■ Data to process

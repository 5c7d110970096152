//! portway-client: tunnel client binary.
//!
//! `run` forwards local ports through the tunnel (one gateway per accepted
//! socket); the remaining subcommands expose the unauthenticated version
//! call and the admin surface.

use anyhow::Context;
use clap::{Parser, Subcommand};
use portway_client::client::TunnelClient;
use portway_client::config::{ClientConfig, Forward};
use portway_client::gateway::Gateway;
use std::path::PathBuf;
use std::sync::Arc;
use tokio::net::TcpListener;
use tokio::sync::watch;
use tracing::{error, info, warn};

/// portway-client — TCP tunnel client
#[derive(Parser, Debug)]
#[command(name = "portway-client", version, about = "TCP tunnel client")]
struct Cli {
    /// Config file path
    #[arg(long, default_value = "portway-client.toml")]
    config: PathBuf,

    /// Log level (trace, debug, info, warn, error)
    #[arg(long, default_value = "info")]
    log_level: String,

    #[command(subcommand)]
    command: Option<Command>,
}

#[derive(Subcommand, Debug)]
enum Command {
    /// Forward local ports through the tunnel (default)
    Run,
    /// Print the server identification string
    Version,
    /// List sessions and connections (admin)
    Monitor,
    /// Terminate a session (admin)
    KillSession {
        /// Target session id, hex as shown by monitor
        sid: String,
    },
    /// Terminate a connection (admin)
    KillConnection {
        /// Owning session id, hex as shown by monitor
        sid: String,
        /// Target connection id, hex as shown by monitor
        cid: String,
    },
}

#[tokio::main]
async fn main() {
    let cli = Cli::parse();

    use tracing_subscriber::EnvFilter;
    let env_filter =
        EnvFilter::try_from_default_env().unwrap_or_else(|_| EnvFilter::new(&cli.log_level));
    tracing_subscriber::fmt()
        .with_env_filter(env_filter)
        .with_target(false)
        .init();

    if let Err(e) = run(cli).await {
        error!(error = %e, "client error");
        std::process::exit(1);
    }
}

async fn run(cli: Cli) -> anyhow::Result<()> {
    let config = ClientConfig::load(&cli.config)?;
    let client = Arc::new(TunnelClient::open(&config.tunnel.channel).await?);

    match cli.command.unwrap_or(Command::Run) {
        Command::Run => forward(client, &config).await,
        Command::Version => {
            let response = client.version().await?;
            println!("{}", response.message);
            Ok(())
        }
        Command::Monitor => {
            let sid = login(&client, &config).await?;
            let response = client.monitor(sid).await?;
            if response.success {
                for session in &response.sessions {
                    println!(
                        "session {}  user={} admin={} logon={} last_access={}",
                        session.sid,
                        session.username,
                        session.admin,
                        session.logon,
                        session.last_access
                    );
                    for conn in &session.connections {
                        println!(
                            "  connection {}  {}:{} host={} read={} write={}",
                            conn.cid, conn.address, conn.port, conn.host, conn.read_count,
                            conn.write_count
                        );
                    }
                }
            } else {
                println!("{}", response.message);
            }
            let _ = client.logout(sid).await;
            Ok(())
        }
        Command::KillSession { sid: target } => {
            let sid = login(&client, &config).await?;
            let response = client.kill_session(sid, parse_hex_id(&target)?).await?;
            println!("{}", response.message);
            let _ = client.logout(sid).await;
            Ok(())
        }
        Command::KillConnection { sid: target, cid } => {
            let sid = login(&client, &config).await?;
            let response = client
                .kill_connection(sid, parse_hex_id(&target)?, parse_hex_id(&cid)?)
                .await?;
            println!("{}", response.message);
            let _ = client.logout(sid).await;
            Ok(())
        }
    }
}

/// Authenticate with the configured credentials.
async fn login(client: &TunnelClient, config: &ClientConfig) -> anyhow::Result<i32> {
    let response = client
        .login(&config.tunnel.username, &config.tunnel.password)
        .await?;
    anyhow::ensure!(response.success, "{}", response.message);
    Ok(response.sid)
}

/// Parse a monitor-style hex id.
fn parse_hex_id(text: &str) -> anyhow::Result<i32> {
    i32::from_str_radix(text, 16).with_context(|| format!("invalid hex id: {text}"))
}

/// Login once, then serve every forward rule until the shutdown signal.
async fn forward(client: Arc<TunnelClient>, config: &ClientConfig) -> anyhow::Result<()> {
    anyhow::ensure!(
        !config.forwards.is_empty(),
        "no [[forward]] rules configured"
    );

    let sid = login(&client, config).await?;
    info!(sid, username = %config.tunnel.username, "logged in");

    let (shutdown_tx, _) = watch::channel(false);
    let mut accept_tasks = Vec::new();
    for rule in &config.forwards {
        let listener = TcpListener::bind((rule.bind.as_str(), rule.local_port))
            .await
            .with_context(|| format!("cannot bind {}:{}", rule.bind, rule.local_port))?;
        info!(
            local = %listener.local_addr()?,
            address = %rule.address,
            port = rule.port,
            "forward listening"
        );
        accept_tasks.push(tokio::spawn(accept_loop(
            listener,
            client.clone(),
            sid,
            rule.clone(),
            shutdown_tx.subscribe(),
        )));
    }

    tokio::signal::ctrl_c().await?;
    info!("received shutdown signal");
    let _ = shutdown_tx.send(true);
    for task in accept_tasks {
        let _ = task.await;
    }

    let response = client.logout(sid).await?;
    info!(message = %response.message, "logged out");
    Ok(())
}

/// Accept local sockets and spawn one gateway per connection. On shutdown,
/// waits for every gateway to disconnect before returning.
async fn accept_loop(
    listener: TcpListener,
    client: Arc<TunnelClient>,
    sid: i32,
    rule: Forward,
    mut shutdown: watch::Receiver<bool>,
) {
    let mut gateways = Vec::new();

    loop {
        tokio::select! {
            _ = shutdown.changed() => break,
            accepted = listener.accept() => {
                match accepted {
                    Ok((local, peer)) => {
                        info!(%peer, address = %rule.address, port = rule.port, "local connection accepted");
                        let client = client.clone();
                        let address = rule.address.clone();
                        let port = rule.port;
                        let gateway_shutdown = shutdown.clone();
                        gateways.push(tokio::spawn(async move {
                            match Gateway::open(client, sid, local, &address, port).await {
                                Ok(gateway) => gateway.run(gateway_shutdown).await,
                                Err(e) => warn!(error = %e, "gateway rejected"),
                            }
                        }));
                    }
                    Err(e) => warn!(error = %e, "accept failed"),
                }
            }
        }
        gateways.retain(|gateway| !gateway.is_finished());
    }

    for gateway in gateways {
        let _ = gateway.await;
    }
}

■ Aim of the task
Make an exact transcription of all the records.

■ Answer space
repository 5c7d110970096152
//! portway-client: tunnel client binary.
//!
//! `run` forwards local ports through the tunnel (one gateway per accepted
//! socket); the remaining subcommands expose the unauthenticated version
//! call and the admin surface.

use anyhow::Context;
use clap::{Parser, Subcommand};
use portway_client::client::TunnelClient;
use portway_client::config::{ClientConfig, Forward};
use portway_client::gateway::Gateway;
use std::path::PathBuf;
use std::sync::Arc;
use tokio::net::TcpListener;
use tokio::sync::watch;
use tracing::{error, info, warn};

/// portway-client — TCP tunnel client
#[derive(Parser, Debug)]
#[command(name = "portway-client", version, about = "TCP tunnel client")]
struct Cli {
    /// Config file path
    #[arg(long, default_value = "portway-client.toml")]
    config: PathBuf,

    /// Log level (trace, debug, info, warn, error)
    #[arg(long, default_value = "info")]
    log_level: String,

    #[command(subcommand)]
    command: Option<Command>,
}

#[derive(Subcommand, Debug)]
enum Command {
    /// Forward local ports through the tunnel (default)
    Run,
    /// Print the server identification string
    Version,
    /// List sessions and connections (admin)
    Monitor,
    /// Terminate a session (admin)
    KillSession {
        /// Target session id, hex as shown by monitor
        sid: String,
    },
    /// Terminate a connection (admin)
    KillConnection {
        /// Owning session id, hex as shown by monitor
        sid: String,
        /// Target connection id, hex as shown by monitor
        cid: String,
    },
}

#[tokio::main]
async fn main() {
    let cli = Cli::parse();

    use tracing_subscriber::EnvFilter;
    let env_filter =
        EnvFilter::try_from_default_env().unwrap_or_else(|_| EnvFilter::new(&cli.log_level));
    tracing_subscriber::fmt()
        .with_env_filter(env_filter)
        .with_target(false)
        .init();

    if let Err(e) = run(cli).await {
        error!(error = %e, "client error");
        std::process::exit(1);
    }
}

async fn run(cli: Cli) -> anyhow::Result<()> {
    let config = ClientConfig::load(&cli.config)?;
    let client = Arc::new(TunnelClient::open(&config.tunnel.channel).await?);

    match cli.command.unwrap_or(Command::Run) {
        Command::Run => forward(client, &config).await,
        Command::Version => {
            let response = client.version().await?;
            println!("{}", response.message);
            Ok(())
        }
        Command::Monitor => {
            let sid = login(&client, &config).await?;
            let response = client.monitor(sid).await?;
            if response.success {
                for session in &response.sessions {
                    println!(
                        "session {}  user={} admin={} logon={} last_access={}",
                        session.sid,
                        session.username,
                        session.admin,
                        session.logon,
                        session.last_access
                    );
                    for conn in &session.connections {
                        println!(
                            "  connection {}  {}:{} host={} read={} write={}",
                            conn.cid, conn.address, conn.port, conn.host, conn.read_count,
                            conn.write_count
                        );
                    }
                }
            } else {
                println!("{}", response.message);
            }
            let _ = client.logout(sid).await;
            Ok(())
        }
        Command::KillSession { sid: target } => {
            let sid = login(&client, &config).await?;
            let response = client.kill_session(sid, parse_hex_id(&target)?).await?;
            println!("{}", response.message);
            let _ = client.logout(sid).await;
            Ok(())
        }
        Command::KillConnection { sid: target, cid } => {
            let sid = login(&client, &config).await?;
            let response = client
                .kill_connection(sid, parse_hex_id(&target)?, parse_hex_id(&cid)?)
                .await?;
            println!("{}", response.message);
            let _ = client.logout(sid).await;
            Ok(())
        }
    }
}

/// Authenticate with the configured credentials.
async fn login(client: &TunnelClient, config: &ClientConfig) -> anyhow::Result<i32> {
    let response = client
        .login(&config.tunnel.username, &config.tunnel.password)
        .await?;
    anyhow::ensure!(response.success, "{}", response.message);
    Ok(response.sid)
}

/// Parse a monitor-style hex id.
fn parse_hex_id(text: &str) -> anyhow::Result<i32> {
    i32::from_str_radix(text, 16).with_context(|| format!("invalid hex id: {text}"))
}

/// Login once, then serve every forward rule until the shutdown signal.
async fn forward(client: Arc<TunnelClient>, config: &ClientConfig) -> anyhow::Result<()> {
    anyhow::ensure!(
        !config.forwards.is_empty(),
        "no [[forward]] rules configured"
    );

    let sid = login(&client, config).await?;
    info!(sid, username = %config.tunnel.username, "logged in");

    let (shutdown_tx, _) = watch::channel(false);
    let mut accept_tasks = Vec::new();
    for rule in &config.forwards {
        let listener = TcpListener::bind((rule.bind.as_str(), rule.local_port))
            .await
            .with_context(|| format!("cannot bind {}:{}", rule.bind, rule.local_port))?;
        info!(
            local = %listener.local_addr()?,
            address = %rule.address,
            port = rule.port,
            "forward listening"
        );
        accept_tasks.push(tokio::spawn(accept_loop(
            listener,
            client.clone(),
            sid,
            rule.clone(),
            shutdown_tx.subscribe(),
        )));
    }

    tokio::signal::ctrl_c().await?;
    info!("received shutdown signal");
    let _ = shutdown_tx.send(true);
    for task in accept_tasks {
        let _ = task.await;
    }

    let response = client.logout(sid).await?;
    info!(message = %response.message, "logged out");
    Ok(())
}

/// Accept local sockets and spawn one gateway per connection. On shutdown,
/// waits for every gateway to disconnect before returning.
async fn accept_loop(
    listener: TcpListener,
    client: Arc<TunnelClient>,
    sid: i32,
    rule: Forward,
    mut shutdown: watch::Receiver<bool>,
) {
    let mut gateways = Vec::new();

    loop {
        tokio::select! {
            _ = shutdown.changed() => break,
            accepted = listener.accept() => {
                match accepted {
                    Ok((local, peer)) => {
                        info!(%peer, address = %rule.address, port = rule.port, "local connection accepted");
                        let client = client.clone();
                        let address = rule.address.clone();
                        let port = rule.port;
                        let gateway_shutdown = shutdown.clone();
                        gateways.push(tokio::spawn(async move {
                            match Gateway::open(client, sid, local, &address, port).await {
                                Ok(gateway) => gateway.run(gateway_shutdown).await,
                                Err(e) => warn!(error = %e, "gateway rejected"),
                            }
                        }));
                    }
                    Err(e) => warn!(error = %e, "accept failed"),
                }
            }
        }
        gateways.retain(|gateway| !gateway.is_finished());
    }

    for gateway in gateways {
        let _ = gateway.await;
    }
}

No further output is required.